Restate word for word the lines of the entries below, starting with the line that holds "is undefined there." and ending with the line that holds "let mut j = i;", and no others.

*** Listed entries ***

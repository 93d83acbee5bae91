//! Held-out evaluation: accuracy, weighted precision/recall/F1, confusion
//! matrix and one-vs-rest AUC.

use crate::error::Result;
use crate::training::FittedModel;
use ndarray::{Array1, Array2};
use serde::{Deserialize, Serialize};
use std::collections::BTreeSet;
use tracing::warn;

/// Fraction of exactly-matched predictions.
pub fn accuracy_score(y_true: &Array1<f64>, y_pred: &Array1<f64>) -> f64 {
    if y_true.is_empty() {
        return 0.0;
    }
    let correct = y_true
        .iter()
        .zip(y_pred.iter())
        .filter(|(t, p)| (**t - **p).abs() < 0.5)
        .count();
    correct as f64 / y_true.len() as f64
}

/// Rows are truth, columns are predictions, both over the sorted union of
/// labels seen in either.
#[derive(Debug, Clone, PartialEq, Serialize, Deserialize)]
pub struct ConfusionMatrix {
    pub labels: Vec<f64>,
    pub counts: Vec<Vec<usize>>,
}

impl ConfusionMatrix {
    pub fn from_predictions(y_true: &Array1<f64>, y_pred: &Array1<f64>) -> Self {
        let labels: Vec<f64> = y_true
            .iter()
            .chain(y_pred.iter())
            .map(|&v| v.round() as i64)
            .collect::<BTreeSet<i64>>()
            .into_iter()
            .map(|v| v as f64)
            .collect();
        let index = |value: f64| -> Option<usize> {
            labels
                .iter()
                .position(|&l| (l - value.round()).abs() < 0.5)
        };

        let mut counts = vec![vec![0usize; labels.len()]; labels.len()];
        for (&t, &p) in y_true.iter().zip(y_pred.iter()) {
            if let (Some(row), Some(col)) = (index(t), index(p)) {
                counts[row][col] += 1;
            }
        }
        Self { labels, counts }
    }

    /// True-count per label (row sums).
    pub fn support(&self) -> Vec<usize> {
        self.counts.iter().map(|row| row.iter().sum()).collect()
    }

    pub fn total(&self) -> usize {
        self.support().iter().sum()
    }
}

/// Test-set metrics for one trained model.
#[derive(Debug, Clone, PartialEq, Serialize, Deserialize)]
pub struct ModelMetrics {
    pub accuracy: f64,
    /// Support-weighted precision; labels never predicted score zero.
    pub precision: f64,
    /// Support-weighted recall.
    pub recall: f64,
    /// Support-weighted F1.
    pub f1: f64,
    /// Support-weighted one-vs-rest AUC, or zero when undefined.
    pub auc: f64,
    pub confusion_matrix: ConfusionMatrix,
}

/// Score a fitted model on held-out data.
pub fn evaluate(
    model: &FittedModel,
    x_test: &Array2<f64>,
    y_test: &Array1<f64>,
) -> Result<ModelMetrics> {
    let y_pred = model.predict(x_test)?;
    let confusion_matrix = ConfusionMatrix::from_predictions(y_test, &y_pred);
    let (precision, recall, f1) = weighted_precision_recall_f1(&confusion_matrix);

    let proba = model.predict_proba(x_test)?;
    let auc = ovr_weighted_auc(model.classes(), &proba, y_test);

    Ok(ModelMetrics {
        accuracy: accuracy_score(y_test, &y_pred),
        precision,
        recall,
        f1,
        auc,
        confusion_matrix,
    })
}

/// Per-label precision/recall/F1 averaged by true-label support. Labels with
/// no predictions (or no true samples) contribute zero instead of NaN.
fn weighted_precision_recall_f1(cm: &ConfusionMatrix) -> (f64, f64, f64) {
    let support = cm.support();
    let total: usize = support.iter().sum();
    if total == 0 {
        return (0.0, 0.0, 0.0);
    }

    let n_labels = cm.labels.len();
    let mut precision = 0.0;
    let mut recall = 0.0;
    let mut f1 = 0.0;
    for i in 0..n_labels {
        let tp = cm.counts[i][i];
        let predicted: usize = (0..n_labels).map(|r| cm.counts[r][i]).sum();
        let truth = support[i];

        let p = if predicted > 0 {
            tp as f64 / predicted as f64
        } else {
            0.0
        };
        let r = if truth > 0 {
            tp as f64 / truth as f64
        } else {
            0.0
        };
        let f = if p + r > 0.0 {
            2.0 * p * r / (p + r)
        } else {
            0.0
        };

        let weight = truth as f64 / total as f64;
        precision += weight * p;
        recall += weight * r;
        f1 += weight * f;
    }
    (precision, recall, f1)
}

/// One-vs-rest AUC weighted by class support. Returns zero when the test set
/// has fewer than two classes or does not cover every trained class, since
/// the score is undefined there.
fn ovr_weighted_auc(classes: &[f64], proba: &Array2<f64>, y_true: &Array1<f64>) -> f64 {
    let observed: BTreeSet<i64> = y_true.iter().map(|&v| v.round() as i64).collect();
    if observed.len() < 2 {
        warn!("AUC undefined: test set has fewer than two classes, reporting 0.0");
        return 0.0;
    }
    let trained: BTreeSet<i64> = classes.iter().map(|&v| v.round() as i64).collect();
    if observed != trained {
        warn!(
            observed = observed.len(),
            trained = trained.len(),
            "AUC undefined: test classes do not match trained classes, reporting 0.0"
        );
        return 0.0;
    }

    let total = y_true.len() as f64;
    let mut auc = 0.0;
    for (col, &class) in classes.iter().enumerate() {
        let scores: Vec<(f64, bool)> = y_true
            .iter()
            .enumerate()
            .map(|(i, &t)| (proba[[i, col]], (t - class).abs() < 0.5))
            .collect();
        let n_pos = scores.iter().filter(|(_, pos)| *pos).count();
        auc += (n_pos as f64 / total) * binary_auc(&scores);
    }
    auc
}

/// Mann-Whitney AUC with average ranks for tied scores.
fn binary_auc(scores: &[(f64, bool)]) -> f64 {
    let n = scores.len();
    let n_pos = scores.iter().filter(|(_, pos)| *pos).count();
    let n_neg = n - n_pos;
    if n_pos == 0 || n_neg == 0 {
        return 0.5;
    }

    let mut order: Vec<usize> = (0..n).collect();
    order.sort_by(|&a, &b| {
        scores[a]
            .0
            .partial_cmp(&scores[b].0)
            .unwrap_or(std::cmp::Ordering::Equal)
    });

    let mut ranks = vec![0.0; n];
    let mut i = 0;
    while i < n {
        let mut j = i;
        while j + 1 < n && scores[order[j + 1]].0 == scores[order[i]].0 {
            j += 1;
        }
        // 1-based ranks, ties share the mean rank of their block.
        let avg = (i + j + 2) as f64 / 2.0;
        for k in i..=j {
            ranks[order[k]] = avg;
        }
        i = j + 1;
    }

    let pos_rank_sum: f64 = scores
        .iter()
        .zip(&ranks)
        .filter(|((_, pos), _)| *pos)
        .map(|(_, &r)| r)
        .sum();
    (pos_rank_sum - (n_pos * (n_pos + 1)) as f64 / 2.0) / (n_pos * n_neg) as f64
}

*** End of Listed entries ***

_Answer_:
/// the score is undefined there.
fn ovr_weighted_auc(classes: &[f64], proba: &Array2<f64>, y_true: &Array1<f64>) -> f64 {
    let observed: BTreeSet<i64> = y_true.iter().map(|&v| v.round() as i64).collect();
    if observed.len() < 2 {
        warn!("AUC undefined: test set has fewer than two classes, reporting 0.0");
        return 0.0;
    }
    let trained: BTreeSet<i64> = classes.iter().map(|&v| v.round() as i64).collect();
    if observed != trained {
        warn!(
            observed = observed.len(),
            trained = trained.len(),
            "AUC undefined: test classes do not match trained classes, reporting 0.0"
        );
        return 0.0;
    }

    let total = y_true.len() as f64;
    let mut auc = 0.0;
    for (col, &class) in classes.iter().enumerate() {
        let scores: Vec<(f64, bool)> = y_true
            .iter()
            .enumerate()
            .map(|(i, &t)| (proba[[i, col]], (t - class).abs() < 0.5))
            .collect();
        let n_pos = scores.iter().filter(|(_, pos)| *pos).count();
        auc += (n_pos as f64 / total) * binary_auc(&scores);
    }
    auc
}

/// Mann-Whitney AUC with average ranks for tied scores.
fn binary_auc(scores: &[(f64, bool)]) -> f64 {
    let n = scores.len();
    let n_pos = scores.iter().filter(|(_, pos)| *pos).count();
    let n_neg = n - n_pos;
    if n_pos == 0 || n_neg == 0 {
        return 0.5;
    }

    let mut order: Vec<usize> = (0..n).collect();
    order.sort_by(|&a, &b| {
        scores[a]
            .0
            .partial_cmp(&scores[b].0)
            .unwrap_or(std::cmp::Ordering::Equal)
    });

    let mut ranks = vec![0.0; n];
    let mut i = 0;
    while i < n {
        let mut j = i;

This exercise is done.